Und damit meinen Sie alle Leute, die sich in den virtuellen Räumen aufhalten oder ganz speziell die Gamer?

"Grundsätzlich ist es hier schwierig zu pauschalisieren. Es ist immer noch ein bisschen so, dass man die Nadel im Heuhaufen suchen muss. Und es sind natürlich viele Gamer persönlich beleidigt, wenn man hier eine Verbindung zum Terrorismus zieht. Nur ist es eben so, dass es nicht mehr ausreicht über Facebook und Twitter zu sprechen. Sondern man muss auch diese Spieleplattformen genauer ins Visier nehmen, wie Steam. Das hat eben auch der Fall von München vor über drei Jahren gezeigt, dass hier eine Vernetzung über Steam stattfand."

Was können die Bürger, beispielsweise die Sachsen-Anhalter, tun, um dem Extremismus entgegenzuwirken?

"Grundsätzlich erst einmal das Bewusstsein schaffen. Wir haben eben eine Radikalisierung, auch von Rechts. Wir haben im Zuge vom 11. September 2001 sehr stark über islamistischen Terrorismus gesprochen. Und man muss jetzt eben auch diese Radikalisierung von Rechts stärker ins Visier nehmen. Allerdings warne ich auch davor, zum Beispiel zu sagen, dass die AfD jetzt der verlängerte Arm des Terrorismus ist. Also auch hier ist es eben so, dass man die Radikalisierung auch in schulischen Räumen stärker betrachten muss und man ein Frühwarnsystem entwickeln kann."

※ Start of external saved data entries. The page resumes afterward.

use std::fs;
use std::path::{Path, PathBuf};
use std::sync::Arc;

use anyhow::{Context, Result};
use clap::{Parser, Subcommand};
use ormkit::config::Settings;
use ormkit::loadplan::{LoadPlanBuilder, LoadQueryInfluencers};
use ormkit::metadata::MappingModel;
use ormkit::persister::PersisterRegistry;
use ormkit::sql::{Dialect, KeyRestriction, LoadQueryBuilder, MutationSqlBuilder, ProcedureWrapper, dialect_for_name};
use tracing_subscriber::EnvFilter;

#[derive(Parser)]
#[command(name = "ormkit")]
#[command(about = "Inspect load plans and generated SQL for a mapping model")]
struct Cli {
    #[command(subcommand)]
    command: Command,
}

#[derive(Subcommand)]
enum Command {
    /// Print the load plan tree and the rendered load SQL of an entity
    Plan {
        #[arg(long)]
        mapping: PathBuf,
        #[arg(long)]
        entity: String,
        #[arg(long)]
        max_fetch_depth: Option<usize>,
        #[arg(long)]
        profile: Vec<String>,
        #[arg(long, default_value = "ansi")]
        dialect: String,
    },
    /// Print the insert, update and delete SQL of an entity
    Sql {
        #[arg(long)]
        mapping: PathBuf,
        #[arg(long)]
        entity: String,
        #[arg(long, default_value = "ansi")]
        dialect: String,
        /// Wrap each statement into a stored routine
        #[arg(long)]
        procedures: bool,
    },
}

fn main() -> Result<()> {
    tracing_subscriber::fmt()
        .with_env_filter(EnvFilter::try_from_default_env().unwrap_or_else(|_| EnvFilter::new("warn")))
        .with_writer(std::io::stderr)
        .init();

    let cli = Cli::parse();
    match cli.command {
        Command::Plan {
            mapping,
            entity,
            max_fetch_depth,
            profile,
            dialect,
        } => print_plan(&mapping, &entity, max_fetch_depth, &profile, &dialect),
        Command::Sql {
            mapping,
            entity,
            dialect,
            procedures,
        } => print_sql(&mapping, &entity, &dialect, procedures),
    }
}

fn boot(mapping: &Path, dialect: &str, settings: &Settings) -> Result<(PersisterRegistry, Arc<dyn Dialect>)> {
    let json = fs::read_to_string(mapping).with_context(|| format!("reading {}", mapping.display()))?;
    let model = MappingModel::from_json(&json).context("parsing mapping model")?;
    let dialect = dialect_for_name(dialect)?;
    let registry = PersisterRegistry::build(&model, settings, dialect.as_ref()).context("building persisters")?;
    Ok((registry, dialect))
}

fn print_plan(
    mapping: &Path,
    entity: &str,
    max_fetch_depth: Option<usize>,
    profiles: &[String],
    dialect: &str,
) -> Result<()> {
    let mut settings = Settings::new();
    settings.max_fetch_depth = max_fetch_depth;
    let (registry, dialect) = boot(mapping, dialect, &settings)?;

    let mut influencers = LoadQueryInfluencers::new();
    for profile in profiles {
        influencers.enable_fetch_profile(&registry, profile)?;
    }
    let plan = LoadPlanBuilder::entity_plan(&registry, &influencers, max_fetch_depth, entity)?;
    let query = LoadQueryBuilder::new(&registry, dialect.as_ref()).build(&plan, KeyRestriction::Id)?;

    println!("{}", plan);
    println!("{}", query.rendered.sql);
    Ok(())
}

fn print_sql(mapping: &Path, entity: &str, dialect: &str, procedures: bool) -> Result<()> {
    let (registry, dialect) = boot(mapping, dialect, &Settings::new())?;
    let persister = registry.entity(entity)?;
    let sql = MutationSqlBuilder::new(dialect.as_ref()).entity(persister)?;

    let mut statements = vec![("insert", sql.insert)];
    if let Some(update) = sql.update {
        statements.push(("update", update));
    }
    statements.push(("delete", sql.delete));

    let wrapper = if procedures {
        Some(ProcedureWrapper::new(dialect.clone(), "orm")?)
    } else {
        None
    };
    for (kind, rendered) in statements {
        println!("-- {}", kind);
        match &wrapper {
            Some(wrapper) => {
                let outcome = wrapper.wrap(&rendered)?;
                println!("{}", outcome.routine.definition.ddl);
                println!("{}", outcome.routine.call.sql);
            }
            None => println!("{}", rendered.sql),
        }
    }
    Ok(())
}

Die Fragen stellte Johanna Daher, Online-Redakteurin bei MDR SACHSEN-ANHALT.

Quelle: MDR/jd

Dieses Thema im Programm: MDR FAKT IST! | 04. November 2019 | 22:05 Uhr

2 Kommentare

C.T. vor 29 Wochen

Zuallererst müssten die Begriffe, deren verbale oder schriftliche Äußerung strafbar sein soll, ganz klar definiert werden. Das wird schon schwieriger, will man nicht zu sehr die freie Meinungsäußerung einschränken. Aber mal ehrlich, was für eine Welt soll das sein? Eine Welt in der wir nicht über Minderheitenwitze lachen können? Warum sollen Judenwitze diskriminierend und rassistisch sein - Osfriesen- oder Sachsenwitze nicht? Fragen über Fragen zu einer vollkommen überzogenen und langsam lächerlich werdenden Debatte...

Jana vor 29 Wochen

Es ist doch furchtbar einfach:

Verbale Gewalt wird sehr schnell auch zu realer Gewalt bis hin zu Tötungsdelikten. Aus diesem Grund ist verbale Gewalt massiv zu ahnden. Wer andere Menschen bedroht, beleidigt, verächtlich macht oder ganze Ethnien rassistisch diffamiert, der begeht Straftaten und muss entsprechend spürbar und schnell zur Rechenschaft gezogen werden, bevor sich so eine braune Welle aufbaut wie wir sie im Umfeld der AfD sehen. Die Grenze des sagbaren wurde hier bewusst häppchenweise nach rechts verschoben bis es für manche Leute völlig normal ist sich rassitisch auszudrücken und wie Höcke dabei die Sprache des Nationalsozialismus zu wählen.

Die Herren mit den Diäten in den Landtagen werden sicher niemanden umbringen, aber sie sind Influencer für eine gewalttätige Kultur, die sich immer häufiger nicht nur mit verbaler Gewalt begnügt. Dass nach verbaler GEwalt ganz real Flüchtlingsheime brannten haben wir alle erlebt.